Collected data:
+ + + +

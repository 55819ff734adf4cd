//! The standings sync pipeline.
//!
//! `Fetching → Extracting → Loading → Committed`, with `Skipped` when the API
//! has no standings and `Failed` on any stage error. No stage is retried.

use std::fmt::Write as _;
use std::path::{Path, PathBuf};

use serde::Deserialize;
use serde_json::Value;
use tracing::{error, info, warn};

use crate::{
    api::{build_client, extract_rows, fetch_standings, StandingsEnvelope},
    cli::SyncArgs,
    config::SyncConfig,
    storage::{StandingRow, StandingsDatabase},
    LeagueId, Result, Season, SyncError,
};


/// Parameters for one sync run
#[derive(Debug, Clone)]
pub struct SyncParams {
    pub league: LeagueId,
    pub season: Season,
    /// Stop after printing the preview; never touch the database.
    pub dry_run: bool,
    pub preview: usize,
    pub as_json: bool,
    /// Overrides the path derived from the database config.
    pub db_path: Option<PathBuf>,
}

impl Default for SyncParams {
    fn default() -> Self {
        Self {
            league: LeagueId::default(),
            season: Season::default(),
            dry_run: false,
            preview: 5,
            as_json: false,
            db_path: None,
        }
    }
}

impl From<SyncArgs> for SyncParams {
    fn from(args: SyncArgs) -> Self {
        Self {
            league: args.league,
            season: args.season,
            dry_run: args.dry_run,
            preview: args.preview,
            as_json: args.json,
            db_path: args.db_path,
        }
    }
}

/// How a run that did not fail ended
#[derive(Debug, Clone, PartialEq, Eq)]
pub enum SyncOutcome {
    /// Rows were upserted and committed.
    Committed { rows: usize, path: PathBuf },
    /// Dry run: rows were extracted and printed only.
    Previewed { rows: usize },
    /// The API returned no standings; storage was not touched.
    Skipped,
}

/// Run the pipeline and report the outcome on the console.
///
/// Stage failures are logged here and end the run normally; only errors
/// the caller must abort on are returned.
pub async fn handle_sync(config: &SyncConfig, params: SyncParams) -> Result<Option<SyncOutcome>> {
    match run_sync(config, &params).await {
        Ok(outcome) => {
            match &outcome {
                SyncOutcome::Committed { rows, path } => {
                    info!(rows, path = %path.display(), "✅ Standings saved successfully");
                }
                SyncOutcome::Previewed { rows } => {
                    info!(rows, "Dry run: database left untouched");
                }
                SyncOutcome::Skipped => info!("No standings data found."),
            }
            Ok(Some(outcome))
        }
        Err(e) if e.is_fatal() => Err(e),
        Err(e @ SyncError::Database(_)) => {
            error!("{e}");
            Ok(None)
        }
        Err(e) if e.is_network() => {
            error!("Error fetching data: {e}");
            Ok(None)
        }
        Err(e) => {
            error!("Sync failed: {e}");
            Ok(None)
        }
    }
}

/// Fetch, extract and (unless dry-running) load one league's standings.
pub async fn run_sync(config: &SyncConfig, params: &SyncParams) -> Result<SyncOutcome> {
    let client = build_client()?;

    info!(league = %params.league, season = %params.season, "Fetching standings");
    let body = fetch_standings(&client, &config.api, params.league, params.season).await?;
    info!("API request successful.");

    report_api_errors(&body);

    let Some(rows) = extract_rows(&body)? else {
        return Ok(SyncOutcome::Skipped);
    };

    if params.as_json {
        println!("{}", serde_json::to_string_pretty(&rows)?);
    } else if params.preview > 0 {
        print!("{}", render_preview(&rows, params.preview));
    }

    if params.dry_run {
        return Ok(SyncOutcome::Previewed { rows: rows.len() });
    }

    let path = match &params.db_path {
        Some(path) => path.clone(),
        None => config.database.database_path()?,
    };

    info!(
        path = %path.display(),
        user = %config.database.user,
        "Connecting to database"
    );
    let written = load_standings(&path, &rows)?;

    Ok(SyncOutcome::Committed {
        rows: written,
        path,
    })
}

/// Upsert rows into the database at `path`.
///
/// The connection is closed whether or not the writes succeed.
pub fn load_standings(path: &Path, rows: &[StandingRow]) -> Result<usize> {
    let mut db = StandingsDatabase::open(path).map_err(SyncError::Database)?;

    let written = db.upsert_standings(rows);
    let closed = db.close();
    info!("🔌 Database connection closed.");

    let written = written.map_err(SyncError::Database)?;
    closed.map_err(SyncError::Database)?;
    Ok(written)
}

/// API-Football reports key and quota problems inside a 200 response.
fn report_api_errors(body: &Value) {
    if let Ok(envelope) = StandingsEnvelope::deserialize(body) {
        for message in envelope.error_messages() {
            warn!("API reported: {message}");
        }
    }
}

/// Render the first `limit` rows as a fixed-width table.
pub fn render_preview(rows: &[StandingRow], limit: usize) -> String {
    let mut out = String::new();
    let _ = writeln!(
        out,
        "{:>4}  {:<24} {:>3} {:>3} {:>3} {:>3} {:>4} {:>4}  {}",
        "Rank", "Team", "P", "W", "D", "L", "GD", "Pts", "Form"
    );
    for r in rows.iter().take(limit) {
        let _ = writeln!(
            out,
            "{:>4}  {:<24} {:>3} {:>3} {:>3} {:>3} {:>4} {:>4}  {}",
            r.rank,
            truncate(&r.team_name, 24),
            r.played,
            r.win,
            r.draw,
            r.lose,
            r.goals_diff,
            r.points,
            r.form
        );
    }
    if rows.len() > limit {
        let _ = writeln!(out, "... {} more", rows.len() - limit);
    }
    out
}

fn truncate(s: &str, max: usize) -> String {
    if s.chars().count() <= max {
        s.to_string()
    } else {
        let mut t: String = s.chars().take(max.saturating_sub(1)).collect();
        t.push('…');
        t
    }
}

+ + + +

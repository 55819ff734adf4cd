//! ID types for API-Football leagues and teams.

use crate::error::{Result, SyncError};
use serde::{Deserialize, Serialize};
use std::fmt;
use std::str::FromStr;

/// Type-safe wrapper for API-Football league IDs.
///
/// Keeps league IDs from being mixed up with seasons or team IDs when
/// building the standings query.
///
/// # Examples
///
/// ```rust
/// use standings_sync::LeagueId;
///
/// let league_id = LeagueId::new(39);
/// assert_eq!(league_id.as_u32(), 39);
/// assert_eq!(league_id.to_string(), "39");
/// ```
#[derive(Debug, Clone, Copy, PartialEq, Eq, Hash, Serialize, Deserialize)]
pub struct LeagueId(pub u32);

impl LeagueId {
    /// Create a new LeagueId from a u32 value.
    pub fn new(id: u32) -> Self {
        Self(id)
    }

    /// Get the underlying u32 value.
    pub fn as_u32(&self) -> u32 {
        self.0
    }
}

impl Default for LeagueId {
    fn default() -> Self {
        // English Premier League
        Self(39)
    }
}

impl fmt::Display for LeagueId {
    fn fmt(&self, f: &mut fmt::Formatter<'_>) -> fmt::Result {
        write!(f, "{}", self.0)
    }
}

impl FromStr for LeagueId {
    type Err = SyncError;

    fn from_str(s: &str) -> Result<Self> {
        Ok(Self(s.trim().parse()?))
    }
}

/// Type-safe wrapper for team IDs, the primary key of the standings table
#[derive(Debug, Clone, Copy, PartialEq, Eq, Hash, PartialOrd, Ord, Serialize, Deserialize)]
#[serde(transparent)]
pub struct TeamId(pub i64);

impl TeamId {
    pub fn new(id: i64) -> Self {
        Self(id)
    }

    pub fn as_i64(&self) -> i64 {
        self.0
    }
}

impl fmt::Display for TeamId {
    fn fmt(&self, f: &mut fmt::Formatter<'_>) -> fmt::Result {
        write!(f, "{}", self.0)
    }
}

+ + + +

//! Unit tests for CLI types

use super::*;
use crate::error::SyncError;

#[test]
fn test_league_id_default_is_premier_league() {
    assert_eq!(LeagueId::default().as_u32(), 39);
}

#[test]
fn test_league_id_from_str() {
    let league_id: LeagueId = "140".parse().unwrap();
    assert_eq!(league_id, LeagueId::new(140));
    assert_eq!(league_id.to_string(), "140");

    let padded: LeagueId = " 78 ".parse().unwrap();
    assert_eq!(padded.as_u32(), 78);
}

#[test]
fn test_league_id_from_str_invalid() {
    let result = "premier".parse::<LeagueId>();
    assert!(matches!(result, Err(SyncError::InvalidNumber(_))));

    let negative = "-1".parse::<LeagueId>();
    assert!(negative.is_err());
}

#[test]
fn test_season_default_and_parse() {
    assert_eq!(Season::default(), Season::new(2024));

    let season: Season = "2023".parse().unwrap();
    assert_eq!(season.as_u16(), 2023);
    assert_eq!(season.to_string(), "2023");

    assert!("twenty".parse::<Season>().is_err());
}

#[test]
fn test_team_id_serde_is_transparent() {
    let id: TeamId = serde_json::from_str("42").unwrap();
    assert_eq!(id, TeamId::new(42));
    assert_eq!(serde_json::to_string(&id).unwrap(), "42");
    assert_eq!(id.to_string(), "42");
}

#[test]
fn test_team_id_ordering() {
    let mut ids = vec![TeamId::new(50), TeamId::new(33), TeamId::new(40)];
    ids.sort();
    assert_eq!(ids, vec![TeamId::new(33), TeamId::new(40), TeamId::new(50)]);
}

+ + + +

Every line above from the line with "one league's standings." to the line with "the writes succeed." is wanted, ends included; write them out exactly and add no other line.

/// Fetch, extract and (unless dry-running) load one league's standings.
pub async fn run_sync(config: &SyncConfig, params: &SyncParams) -> Result<SyncOutcome> {
    let client = build_client()?;

    info!(league = %params.league, season = %params.season, "Fetching standings");
    let body = fetch_standings(&client, &config.api, params.league, params.season).await?;
    info!("API request successful.");

    report_api_errors(&body);

    let Some(rows) = extract_rows(&body)? else {
        return Ok(SyncOutcome::Skipped);
    };

    if params.as_json {
        println!("{}", serde_json::to_string_pretty(&rows)?);
    } else if params.preview > 0 {
        print!("{}", render_preview(&rows, params.preview));
    }

    if params.dry_run {
        return Ok(SyncOutcome::Previewed { rows: rows.len() });
    }

    let path = match &params.db_path {
        Some(path) => path.clone(),
        None => config.database.database_path()?,
    };

    info!(
        path = %path.display(),
        user = %config.database.user,
        "Connecting to database"
    );
    let written = load_standings(&path, &rows)?;

    Ok(SyncOutcome::Committed {
        rows: written,
        path,
    })
}

/// Upsert rows into the database at `path`.
///
/// The connection is closed whether or not the writes succeed.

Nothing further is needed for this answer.